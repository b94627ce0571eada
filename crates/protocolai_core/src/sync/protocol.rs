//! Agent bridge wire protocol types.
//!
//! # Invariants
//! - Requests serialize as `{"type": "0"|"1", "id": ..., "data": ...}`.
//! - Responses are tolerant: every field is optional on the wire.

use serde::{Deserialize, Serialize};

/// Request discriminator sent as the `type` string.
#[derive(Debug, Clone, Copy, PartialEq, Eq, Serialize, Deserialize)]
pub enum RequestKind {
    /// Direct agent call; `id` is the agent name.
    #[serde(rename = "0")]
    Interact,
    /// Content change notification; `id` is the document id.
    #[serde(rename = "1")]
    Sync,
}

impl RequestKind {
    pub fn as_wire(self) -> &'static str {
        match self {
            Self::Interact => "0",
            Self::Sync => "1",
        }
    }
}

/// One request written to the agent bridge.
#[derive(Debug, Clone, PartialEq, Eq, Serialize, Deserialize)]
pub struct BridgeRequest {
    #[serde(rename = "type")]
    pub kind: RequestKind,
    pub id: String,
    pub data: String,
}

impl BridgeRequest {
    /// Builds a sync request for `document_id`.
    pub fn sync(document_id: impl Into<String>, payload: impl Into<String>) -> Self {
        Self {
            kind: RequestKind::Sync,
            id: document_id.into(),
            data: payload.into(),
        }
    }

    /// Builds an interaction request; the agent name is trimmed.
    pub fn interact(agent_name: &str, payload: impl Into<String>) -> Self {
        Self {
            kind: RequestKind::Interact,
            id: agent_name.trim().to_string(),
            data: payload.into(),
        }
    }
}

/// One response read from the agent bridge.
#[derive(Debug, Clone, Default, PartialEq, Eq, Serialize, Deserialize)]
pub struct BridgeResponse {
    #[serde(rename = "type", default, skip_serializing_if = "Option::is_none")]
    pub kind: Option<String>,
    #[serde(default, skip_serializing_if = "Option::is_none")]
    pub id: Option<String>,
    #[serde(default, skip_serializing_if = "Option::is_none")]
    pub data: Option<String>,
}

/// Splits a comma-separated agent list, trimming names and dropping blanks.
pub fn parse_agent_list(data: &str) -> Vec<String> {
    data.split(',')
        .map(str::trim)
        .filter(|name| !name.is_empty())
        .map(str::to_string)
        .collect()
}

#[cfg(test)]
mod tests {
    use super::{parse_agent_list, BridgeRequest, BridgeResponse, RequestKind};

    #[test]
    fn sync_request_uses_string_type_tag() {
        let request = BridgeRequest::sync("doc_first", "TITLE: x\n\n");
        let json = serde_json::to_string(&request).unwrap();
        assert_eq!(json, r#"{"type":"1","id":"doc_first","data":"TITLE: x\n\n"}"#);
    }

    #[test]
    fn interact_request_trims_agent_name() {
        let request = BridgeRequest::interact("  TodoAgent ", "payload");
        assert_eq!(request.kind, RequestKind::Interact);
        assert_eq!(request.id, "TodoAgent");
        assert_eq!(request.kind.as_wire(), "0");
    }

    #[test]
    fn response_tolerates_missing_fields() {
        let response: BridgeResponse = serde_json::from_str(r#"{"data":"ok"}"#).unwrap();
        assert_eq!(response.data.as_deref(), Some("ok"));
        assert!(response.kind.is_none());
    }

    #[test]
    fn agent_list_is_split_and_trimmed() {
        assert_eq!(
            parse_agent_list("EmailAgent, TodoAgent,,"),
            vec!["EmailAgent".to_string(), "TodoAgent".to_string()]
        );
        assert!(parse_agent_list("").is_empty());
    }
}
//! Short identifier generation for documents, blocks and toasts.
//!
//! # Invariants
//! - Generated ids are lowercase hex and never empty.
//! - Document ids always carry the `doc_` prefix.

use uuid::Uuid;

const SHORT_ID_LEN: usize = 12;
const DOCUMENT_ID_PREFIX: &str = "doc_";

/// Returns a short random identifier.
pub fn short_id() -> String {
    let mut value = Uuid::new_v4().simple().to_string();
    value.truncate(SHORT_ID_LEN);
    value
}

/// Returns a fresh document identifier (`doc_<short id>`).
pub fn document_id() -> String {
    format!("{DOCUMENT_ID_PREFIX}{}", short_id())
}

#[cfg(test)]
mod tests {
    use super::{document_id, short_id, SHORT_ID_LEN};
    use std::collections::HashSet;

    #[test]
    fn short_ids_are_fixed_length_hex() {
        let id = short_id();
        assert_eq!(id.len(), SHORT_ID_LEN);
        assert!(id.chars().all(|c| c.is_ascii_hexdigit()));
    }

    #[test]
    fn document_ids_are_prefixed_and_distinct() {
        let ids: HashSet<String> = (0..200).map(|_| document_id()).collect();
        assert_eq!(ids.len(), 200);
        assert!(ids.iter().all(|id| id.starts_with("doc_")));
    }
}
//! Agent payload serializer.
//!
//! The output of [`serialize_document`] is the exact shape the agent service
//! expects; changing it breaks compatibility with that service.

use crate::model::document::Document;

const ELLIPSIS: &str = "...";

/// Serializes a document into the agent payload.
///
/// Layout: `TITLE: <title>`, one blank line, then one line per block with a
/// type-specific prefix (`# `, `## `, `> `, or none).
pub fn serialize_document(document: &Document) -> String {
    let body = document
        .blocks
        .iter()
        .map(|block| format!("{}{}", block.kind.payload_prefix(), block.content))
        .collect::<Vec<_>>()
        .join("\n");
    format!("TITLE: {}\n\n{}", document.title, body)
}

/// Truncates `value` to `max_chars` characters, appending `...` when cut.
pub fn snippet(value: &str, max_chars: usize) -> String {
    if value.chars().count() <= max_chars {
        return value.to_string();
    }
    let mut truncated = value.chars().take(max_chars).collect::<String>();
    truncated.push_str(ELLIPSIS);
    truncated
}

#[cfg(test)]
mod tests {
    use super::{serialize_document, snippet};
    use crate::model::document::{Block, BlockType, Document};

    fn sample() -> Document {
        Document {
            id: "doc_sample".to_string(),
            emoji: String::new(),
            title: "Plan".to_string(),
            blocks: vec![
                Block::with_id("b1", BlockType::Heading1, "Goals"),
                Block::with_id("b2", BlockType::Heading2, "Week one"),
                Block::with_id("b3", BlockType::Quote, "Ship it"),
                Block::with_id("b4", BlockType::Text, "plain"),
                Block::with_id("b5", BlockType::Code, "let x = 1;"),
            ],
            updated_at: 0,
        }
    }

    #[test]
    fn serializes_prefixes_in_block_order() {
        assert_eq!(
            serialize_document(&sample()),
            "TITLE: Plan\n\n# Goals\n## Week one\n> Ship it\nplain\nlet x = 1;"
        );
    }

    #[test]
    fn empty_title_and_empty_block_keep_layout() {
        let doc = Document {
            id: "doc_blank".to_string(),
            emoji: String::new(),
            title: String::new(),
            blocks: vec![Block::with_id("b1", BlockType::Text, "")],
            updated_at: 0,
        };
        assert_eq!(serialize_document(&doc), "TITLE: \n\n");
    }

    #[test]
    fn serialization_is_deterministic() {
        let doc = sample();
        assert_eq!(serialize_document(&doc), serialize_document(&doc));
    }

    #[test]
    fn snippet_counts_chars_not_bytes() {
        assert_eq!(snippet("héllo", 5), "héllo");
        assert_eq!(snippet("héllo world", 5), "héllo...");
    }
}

◆ REQUIRED ACTION: The task requires an exact copy of all the lines above.

◆ ANSWER SECTION:
repository b94627ce0571eada
filename crates/protocolai_core/src/sync/protocol.rs
//! Agent bridge wire protocol types.
//!
//! # Invariants
//! - Requests serialize as `{"type": "0"|"1", "id": ..., "data": ...}`.
//! - Responses are tolerant: every field is optional on the wire.

use serde::{Deserialize, Serialize};

/// Request discriminator sent as the `type` string.
#[derive(Debug, Clone, Copy, PartialEq, Eq, Serialize, Deserialize)]
pub enum RequestKind {
    /// Direct agent call; `id` is the agent name.
    #[serde(rename = "0")]
    Interact,
    /// Content change notification; `id` is the document id.
    #[serde(rename = "1")]
    Sync,
}

impl RequestKind {
    pub fn as_wire(self) -> &'static str {
        match self {
            Self::Interact => "0",
            Self::Sync => "1",
        }
    }
}

/// One request written to the agent bridge.
#[derive(Debug, Clone, PartialEq, Eq, Serialize, Deserialize)]
pub struct BridgeRequest {
    #[serde(rename = "type")]
    pub kind: RequestKind,
    pub id: String,
    pub data: String,
}

impl BridgeRequest {
    /// Builds a sync request for `document_id`.
    pub fn sync(document_id: impl Into<String>, payload: impl Into<String>) -> Self {
        Self {
            kind: RequestKind::Sync,
            id: document_id.into(),
            data: payload.into(),
        }
    }

    /// Builds an interaction request; the agent name is trimmed.
    pub fn interact(agent_name: &str, payload: impl Into<String>) -> Self {
        Self {
            kind: RequestKind::Interact,
            id: agent_name.trim().to_string(),
            data: payload.into(),
        }
    }
}

/// One response read from the agent bridge.
#[derive(Debug, Clone, Default, PartialEq, Eq, Serialize, Deserialize)]
pub struct BridgeResponse {
    #[serde(rename = "type", default, skip_serializing_if = "Option::is_none")]
    pub kind: Option<String>,
    #[serde(default, skip_serializing_if = "Option::is_none")]
    pub id: Option<String>,
    #[serde(default, skip_serializing_if = "Option::is_none")]
    pub data: Option<String>,
}

/// Splits a comma-separated agent list, trimming names and dropping blanks.
pub fn parse_agent_list(data: &str) -> Vec<String> {
    data.split(',')
        .map(str::trim)
        .filter(|name| !name.is_empty())
        .map(str::to_string)
        .collect()
}

#[cfg(test)]
mod tests {
    use super::{parse_agent_list, BridgeRequest, BridgeResponse, RequestKind};

    #[test]
    fn sync_request_uses_string_type_tag() {
        let request = BridgeRequest::sync("doc_first", "TITLE: x\n\n");
        let json = serde_json::to_string(&request).unwrap();
        assert_eq!(json, r#"{"type":"1","id":"doc_first","data":"TITLE: x\n\n"}"#);
    }

    #[test]
    fn interact_request_trims_agent_name() {
        let request = BridgeRequest::interact("  TodoAgent ", "payload");
        assert_eq!(request.kind, RequestKind::Interact);
        assert_eq!(request.id, "TodoAgent");
        assert_eq!(request.kind.as_wire(), "0");
    }

    #[test]
    fn response_tolerates_missing_fields() {
        let response: BridgeResponse = serde_json::from_str(r#"{"data":"ok"}"#).unwrap();
        assert_eq!(response.data.as_deref(), Some("ok"));
        assert!(response.kind.is_none());
    }

    #[test]
    fn agent_list_is_split_and_trimmed() {
        assert_eq!(
            parse_agent_list("EmailAgent, TodoAgent,,"),
            vec!["EmailAgent".to_string(), "TodoAgent".to_string()]
        );
        assert!(parse_agent_list("").is_empty());
    }
}
//! Short identifier generation for documents, blocks and toasts.
//!
//! # Invariants
//! - Generated ids are lowercase hex and never empty.
//! - Document ids always carry the `doc_` prefix.

use uuid::Uuid;

const SHORT_ID_LEN: usize = 12;
const DOCUMENT_ID_PREFIX: &str = "doc_";

/// Returns a short random identifier.
pub fn short_id() -> String {
    let mut value = Uuid::new_v4().simple().to_string();
    value.truncate(SHORT_ID_LEN);
    value
}

/// Returns a fresh document identifier (`doc_<short id>`).
pub fn document_id() -> String {
    format!("{DOCUMENT_ID_PREFIX}{}", short_id())
}

#[cfg(test)]
mod tests {
    use super::{document_id, short_id, SHORT_ID_LEN};
    use std::collections::HashSet;

    #[test]
    fn short_ids_are_fixed_length_hex() {
        let id = short_id();
        assert_eq!(id.len(), SHORT_ID_LEN);
        assert!(id.chars().all(|c| c.is_ascii_hexdigit()));
    }

    #[test]
    fn document_ids_are_prefixed_and_distinct() {
        let ids: HashSet<String> = (0..200).map(|_| document_id()).collect();
        assert_eq!(ids.len(), 200);
        assert!(ids.iter().all(|id| id.starts_with("doc_")));
    }
}
//! Agent payload serializer.
//!
//! The output of [`serialize_document`] is the exact shape the agent service
//! expects; changing it breaks compatibility with that service.

use crate::model::document::Document;

const ELLIPSIS: &str = "...";

/// Serializes a document into the agent payload.
///
/// Layout: `TITLE: <title>`, one blank line, then one line per block with a
/// type-specific prefix (`# `, `## `, `> `, or none).
pub fn serialize_document(document: &Document) -> String {
    let body = document
        .blocks
        .iter()
        .map(|block| format!("{}{}", block.kind.payload_prefix(), block.content))
        .collect::<Vec<_>>()
        .join("\n");
    format!("TITLE: {}\n\n{}", document.title, body)
}

/// Truncates `value` to `max_chars` characters, appending `...` when cut.
pub fn snippet(value: &str, max_chars: usize) -> String {
    if value.chars().count() <= max_chars {
        return value.to_string();
    }
    let mut truncated = value.chars().take(max_chars).collect::<String>();
    truncated.push_str(ELLIPSIS);
    truncated
}

#[cfg(test)]
mod tests {
    use super::{serialize_document, snippet};
    use crate::model::document::{Block, BlockType, Document};

    fn sample() -> Document {
        Document {
            id: "doc_sample".to_string(),
            emoji: String::new(),
            title: "Plan".to_string(),
            blocks: vec![
                Block::with_id("b1", BlockType::Heading1, "Goals"),
                Block::with_id("b2", BlockType::Heading2, "Week one"),
                Block::with_id("b3", BlockType::Quote, "Ship it"),
                Block::with_id("b4", BlockType::Text, "plain"),
                Block::with_id("b5", BlockType::Code, "let x = 1;"),
            ],
            updated_at: 0,
        }
    }

    #[test]
    fn serializes_prefixes_in_block_order() {
        assert_eq!(
            serialize_document(&sample()),
            "TITLE: Plan\n\n# Goals\n## Week one\n> Ship it\nplain\nlet x = 1;"
        );
    }

    #[test]
    fn empty_title_and_empty_block_keep_layout() {
        let doc = Document {
            id: "doc_blank".to_string(),
            emoji: String::new(),
            title: String::new(),
            blocks: vec![Block::with_id("b1", BlockType::Text, "")],
            updated_at: 0,
        };
        assert_eq!(serialize_document(&doc), "TITLE: \n\n");
    }

    #[test]
    fn serialization_is_deterministic() {
        let doc = sample();
        assert_eq!(serialize_document(&doc), serialize_document(&doc));
    }

    #[test]
    fn snippet_counts_chars_not_bytes() {
        assert_eq!(snippet("héllo", 5), "héllo");
        assert_eq!(snippet("héllo world", 5), "héllo...");
    }
}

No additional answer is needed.